WHAT YOU HAVE TO DO - Please print out every entry below, verbatim.

── THE DATA

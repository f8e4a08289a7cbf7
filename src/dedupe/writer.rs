use std::fs::File;
use std::io::{BufRead, BufReader};
use std::path::{Path, PathBuf};
use tempfile::NamedTempFile;
use crate::constants::{TEMP_FILE_PREFIX, TEMP_FILE_SUFFIX};
use crate::error::{DedupeError, DedupeResult};

/// CSV writer that stages output next to `target` and swaps it in on commit.
///
/// The temp file lives in the target's directory so the final rename never
/// crosses filesystems. Records end with the same terminator as the target's
/// header line (CRLF or LF). Until `commit` succeeds the original file is left
/// untouched; dropping the writer without committing removes the temp file.
pub struct AtomicCsvWriter {
    target: PathBuf,
    writer: csv::Writer<NamedTempFile>,
    rows_written: usize,
}

impl AtomicCsvWriter {
    pub fn create(target: &Path) -> DedupeResult<Self> {
        let directory = match target.parent() {
            Some(parent) if !parent.as_os_str().is_empty() => parent,
            _ => Path::new("."),
        };
        let file_name = target
            .file_name()
            .map(|n| n.to_string_lossy().into_owned())
            .unwrap_or_default();

        let temp = tempfile::Builder::new()
            .prefix(&format!("{}{}.", TEMP_FILE_PREFIX, file_name))
            .suffix(TEMP_FILE_SUFFIX)
            .tempfile_in(directory)
            .map_err(|e| DedupeError::io(target, e))?;

        // Keep the original's mode; temp files are created owner-only.
        if let Ok(metadata) = std::fs::metadata(target) {
            temp.as_file()
                .set_permissions(metadata.permissions())
                .map_err(|e| DedupeError::io(temp.path(), e))?;
        }

        Ok(Self {
            target: target.to_path_buf(),
            writer: csv::WriterBuilder::new()
                .terminator(detect_terminator(target)?)
                .from_writer(temp),
            rows_written: 0,
        })
    }

    pub fn temp_path(&self) -> &Path {
        self.writer.get_ref().path()
    }

    pub fn write_header<I, T>(&mut self, header: I) -> DedupeResult<()>
    where
        I: IntoIterator<Item = T>,
        T: AsRef<[u8]>,
    {
        self.writer
            .write_record(header)
            .map_err(|e| DedupeError::csv(&self.target, e))
    }

    pub fn write_row<I, T>(&mut self, row: I) -> DedupeResult<()>
    where
        I: IntoIterator<Item = T>,
        T: AsRef<[u8]>,
    {
        self.writer
            .write_record(row)
            .map_err(|e| DedupeError::csv(&self.target, e))?;
        self.rows_written += 1;
        Ok(())
    }

    pub fn rows_written(&self) -> usize {
        self.rows_written
    }

    /// Flush, sync and rename the staged file over the target
    pub fn commit(self) -> DedupeResult<()> {
        let Self { target, mut writer, .. } = self;

        writer.flush().map_err(|e| DedupeError::io(&target, e))?;
        let temp = writer.into_inner().map_err(|e| {
            DedupeError::io(&target, std::io::Error::new(e.error().kind(), e.to_string()))
        })?;
        temp.as_file()
            .sync_all()
            .map_err(|e| DedupeError::io(temp.path(), e))?;
        temp.persist(&target)
            .map_err(|e| DedupeError::Persist { file: target.clone(), source: e.error })?;

        Ok(())
    }
}

/// Line terminator used by the first line of `path`; LF when absent or empty
pub fn detect_terminator(path: &Path) -> DedupeResult<csv::Terminator> {
    let file = match File::open(path) {
        Ok(file) => file,
        Err(e) if e.kind() == std::io::ErrorKind::NotFound => return Ok(csv::Terminator::Any(b'\n')),
        Err(e) => return Err(DedupeError::io(path, e)),
    };

    let mut first_line = Vec::new();
    BufReader::new(file)
        .read_until(b'\n', &mut first_line)
        .map_err(|e| DedupeError::io(path, e))?;

    if first_line.ends_with(b"\r\n") {
        Ok(csv::Terminator::CRLF)
    } else {
        Ok(csv::Terminator::Any(b'\n'))
    }
}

────

RESPONSE TO THIS TASK -
repository f8e4a08289a7cbf7
filename src/dedupe/writer.rs
use std::fs::File;
use std::io::{BufRead, BufReader};
use std::path::{Path, PathBuf};
use tempfile::NamedTempFile;
use crate::constants::{TEMP_FILE_PREFIX, TEMP_FILE_SUFFIX};
use crate::error::{DedupeError, DedupeResult};

/// CSV writer that stages output next to `target` and swaps it in on commit.
///
/// The temp file lives in the target's directory so the final rename never
/// crosses filesystems. Records end with the same terminator as the target's
/// header line (CRLF or LF). Until `commit` succeeds the original file is left
/// untouched; dropping the writer without committing removes the temp file.
pub struct AtomicCsvWriter {
    target: PathBuf,
    writer: csv::Writer<NamedTempFile>,
    rows_written: usize,
}

impl AtomicCsvWriter {
    pub fn create(target: &Path) -> DedupeResult<Self> {
        let directory = match target.parent() {
            Some(parent) if !parent.as_os_str().is_empty() => parent,
            _ => Path::new("."),
        };
        let file_name = target
            .file_name()
            .map(|n| n.to_string_lossy().into_owned())
            .unwrap_or_default();

        let temp = tempfile::Builder::new()
            .prefix(&format!("{}{}.", TEMP_FILE_PREFIX, file_name))
            .suffix(TEMP_FILE_SUFFIX)
            .tempfile_in(directory)
            .map_err(|e| DedupeError::io(target, e))?;

        // Keep the original's mode; temp files are created owner-only.
        if let Ok(metadata) = std::fs::metadata(target) {
            temp.as_file()
                .set_permissions(metadata.permissions())
                .map_err(|e| DedupeError::io(temp.path(), e))?;
        }

        Ok(Self {
            target: target.to_path_buf(),
            writer: csv::WriterBuilder::new()
                .terminator(detect_terminator(target)?)
                .from_writer(temp),
            rows_written: 0,
        })
    }

    pub fn temp_path(&self) -> &Path {
        self.writer.get_ref().path()
    }

    pub fn write_header<I, T>(&mut self, header: I) -> DedupeResult<()>
    where
        I: IntoIterator<Item = T>,
        T: AsRef<[u8]>,
    {
        self.writer
            .write_record(header)
            .map_err(|e| DedupeError::csv(&self.target, e))
    }

    pub fn write_row<I, T>(&mut self, row: I) -> DedupeResult<()>
    where
        I: IntoIterator<Item = T>,
        T: AsRef<[u8]>,
    {
        self.writer
            .write_record(row)
            .map_err(|e| DedupeError::csv(&self.target, e))?;
        self.rows_written += 1;
        Ok(())
    }

    pub fn rows_written(&self) -> usize {
        self.rows_written
    }

    /// Flush, sync and rename the staged file over the target
    pub fn commit(self) -> DedupeResult<()> {
        let Self { target, mut writer, .. } = self;

        writer.flush().map_err(|e| DedupeError::io(&target, e))?;
        let temp = writer.into_inner().map_err(|e| {
            DedupeError::io(&target, std::io::Error::new(e.error().kind(), e.to_string()))
        })?;
        temp.as_file()
            .sync_all()
            .map_err(|e| DedupeError::io(temp.path(), e))?;
        temp.persist(&target)
            .map_err(|e| DedupeError::Persist { file: target.clone(), source: e.error })?;

        Ok(())
    }
}

/// Line terminator used by the first line of `path`; LF when absent or empty
pub fn detect_terminator(path: &Path) -> DedupeResult<csv::Terminator> {
    let file = match File::open(path) {
        Ok(file) => file,
        Err(e) if e.kind() == std::io::ErrorKind::NotFound => return Ok(csv::Terminator::Any(b'\n')),
        Err(e) => return Err(DedupeError::io(path, e)),
    };

    let mut first_line = Vec::new();
    BufReader::new(file)
        .read_until(b'\n', &mut first_line)
        .map_err(|e| DedupeError::io(path, e))?;

    if first_line.ends_with(b"\r\n") {
        Ok(csv::Terminator::CRLF)
    } else {
        Ok(csv::Terminator::Any(b'\n'))
    }
}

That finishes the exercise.